A guide to save you money and time

…Or how to avoid buying expensive plugins or pay monthly fees just to convert your Film Scans.

How I fell down this rabbit hole

If you’re anything like me, when you dive into things, you dive in head first, become obsessive about every little detail, and then still wonder if you’re missing something. Maybe it’s because I’m a software developer by profession, but I always seem to believe that things can be done better than they are currently, which is why I set out on the path of teaching myself to edit my Film Scans in Capture One Pro 23. No plugins, no additional fees, monthly or otherwise. Just plain ol’ Capture One.

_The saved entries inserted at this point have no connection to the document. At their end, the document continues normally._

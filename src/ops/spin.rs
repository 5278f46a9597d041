/*!
 * Spinlocks
 */

use libc::{c_int, pthread_spinlock_t};

strict_ops! {
    catalogue spin_operations;

    SPIN_INIT => pthread_spin_init(lock: *mut pthread_spinlock_t, pshared: c_int);
    SPIN_DESTROY => pthread_spin_destroy(lock: *mut pthread_spinlock_t);
    SPIN_LOCK => pthread_spin_lock(lock: *mut pthread_spinlock_t);
    /// Returns `EBUSY` when the spinlock is held
    SPIN_TRYLOCK => pthread_spin_trylock(lock: *mut pthread_spinlock_t) expect Busy;
    SPIN_UNLOCK => pthread_spin_unlock(lock: *mut pthread_spinlock_t);
}
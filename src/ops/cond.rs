/*!
 * Condition Variables
 */

use libc::{pthread_cond_t, pthread_condattr_t, pthread_mutex_t, timespec};

#[cfg(all(target_os = "linux", target_env = "gnu"))]
use libc::clockid_t;

strict_ops! {
    catalogue cond_operations;

    COND_INIT => pthread_cond_init(cond: *mut pthread_cond_t, attr: *const pthread_condattr_t);
    COND_DESTROY => pthread_cond_destroy(cond: *mut pthread_cond_t);
    COND_SIGNAL => pthread_cond_signal(cond: *mut pthread_cond_t);
    COND_BROADCAST => pthread_cond_broadcast(cond: *mut pthread_cond_t);
    /// Atomically release `mutex` and wait; `mutex` is held again on return
    COND_WAIT => pthread_cond_wait(cond: *mut pthread_cond_t, mutex: *mut pthread_mutex_t);
    /// Returns `ETIMEDOUT` when `abstime` passes first (clock from the condattr)
    COND_TIMEDWAIT => pthread_cond_timedwait(cond: *mut pthread_cond_t, mutex: *mut pthread_mutex_t, abstime: *const timespec) expect TimedOut;
    #[cfg(all(target_os = "linux", target_env = "gnu"))]
    COND_CLOCKWAIT => pthread_cond_clockwait(cond: *mut pthread_cond_t, mutex: *mut pthread_mutex_t, clock_id: clockid_t, abstime: *const timespec) expect TimedOut;
}
/*!
 * Thread Lifecycle and Scheduling
 */

use crate::sys::StartRoutine;
use libc::{c_int, c_void, clockid_t, pthread_attr_t, pthread_t, sched_param};

#[cfg(all(target_os = "linux", target_env = "gnu"))]
use libc::{c_char, cpu_set_t, size_t, timespec};

strict_ops! {
    catalogue thread_operations;

    CREATE => pthread_create(thread: *mut pthread_t, attr: *const pthread_attr_t, start_routine: StartRoutine, arg: *mut c_void);
    JOIN => pthread_join(thread: pthread_t, retval: *mut *mut c_void);
    /// Returns `EBUSY` while the thread is still running
    #[cfg(all(target_os = "linux", target_env = "gnu"))]
    TRYJOIN_NP => pthread_tryjoin_np(thread: pthread_t, retval: *mut *mut c_void) expect Busy;
    /// Returns `ETIMEDOUT` if the thread outlives `abstime` (`CLOCK_REALTIME`)
    #[cfg(all(target_os = "linux", target_env = "gnu"))]
    TIMEDJOIN_NP => pthread_timedjoin_np(thread: pthread_t, retval: *mut *mut c_void, abstime: *const timespec) expect TimedOut;
    /// Returns `ETIMEDOUT` if the thread outlives `abstime` on `clock_id`
    #[cfg(all(target_os = "linux", target_env = "gnu"))]
    CLOCKJOIN_NP => pthread_clockjoin_np(thread: pthread_t, retval: *mut *mut c_void, clock_id: clockid_t, abstime: *const timespec) expect TimedOut;
    DETACH => pthread_detach(thread: pthread_t);
    CANCEL => pthread_cancel(thread: pthread_t);
    SETSCHEDPARAM => pthread_setschedparam(thread: pthread_t, policy: c_int, param: *const sched_param);
    GETSCHEDPARAM => pthread_getschedparam(thread: pthread_t, policy: *mut c_int, param: *mut sched_param);
    SETSCHEDPRIO => pthread_setschedprio(thread: pthread_t, prio: c_int);
    /// Returns `ERANGE` when `len` cannot hold the name
    #[cfg(all(target_os = "linux", target_env = "gnu"))]
    GETNAME_NP => pthread_getname_np(thread: pthread_t, name: *mut c_char, len: size_t) expect OutOfRange;
    /// Returns `ERANGE` when `name` exceeds 15 bytes
    #[cfg(all(target_os = "linux", target_env = "gnu"))]
    SETNAME_NP => pthread_setname_np(thread: pthread_t, name: *const c_char) expect OutOfRange;
    #[cfg(all(target_os = "linux", target_env = "gnu"))]
    GETAFFINITY_NP => pthread_getaffinity_np(thread: pthread_t, cpusetsize: size_t, cpuset: *mut cpu_set_t);
    #[cfg(all(target_os = "linux", target_env = "gnu"))]
    SETAFFINITY_NP => pthread_setaffinity_np(thread: pthread_t, cpusetsize: size_t, cpuset: *const cpu_set_t);
    GETCPUCLOCKID => pthread_getcpuclockid(thread: pthread_t, clock_id: *mut clockid_t);
}
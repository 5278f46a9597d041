/*!
 * Barrier Attributes
 */

use libc::{c_int, pthread_barrierattr_t};

strict_ops! {
    catalogue barrierattr_operations;

    BARRIERATTR_INIT => pthread_barrierattr_init(attr: *mut pthread_barrierattr_t);
    BARRIERATTR_DESTROY => pthread_barrierattr_destroy(attr: *mut pthread_barrierattr_t);
    BARRIERATTR_GETPSHARED => pthread_barrierattr_getpshared(attr: *const pthread_barrierattr_t, pshared: *mut c_int);
    BARRIERATTR_SETPSHARED => pthread_barrierattr_setpshared(attr: *mut pthread_barrierattr_t, pshared: c_int);
}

I set out to do this because, well, I got sick of paying a monthly fee (Adobe) just so I could use Negative Lab Pro (NLP). In Canadian dollars, I was spending about $200 a year in Adobe subscriptions just so I could use a 3rd party plugin. That money never made it into the hands of the creator of NLP; he only made money when I initially bought the plugin license. Additionally, I shoot Fuji cameras, I scan my film using my Fuji camera, and Adobe does not play nice with Fuji .RAF files. You can’t tell me different, the worm artifacts in Adobe are still present. And when you’re talking about film grain… I don’t want that ruined by Worm Artifacts. That’s why for all my digital work, I was using Capture One Pro 23. However, there was just one problem…

Capture One Pro 23 doesn’t have a plugin for converting film negatives (on Windows)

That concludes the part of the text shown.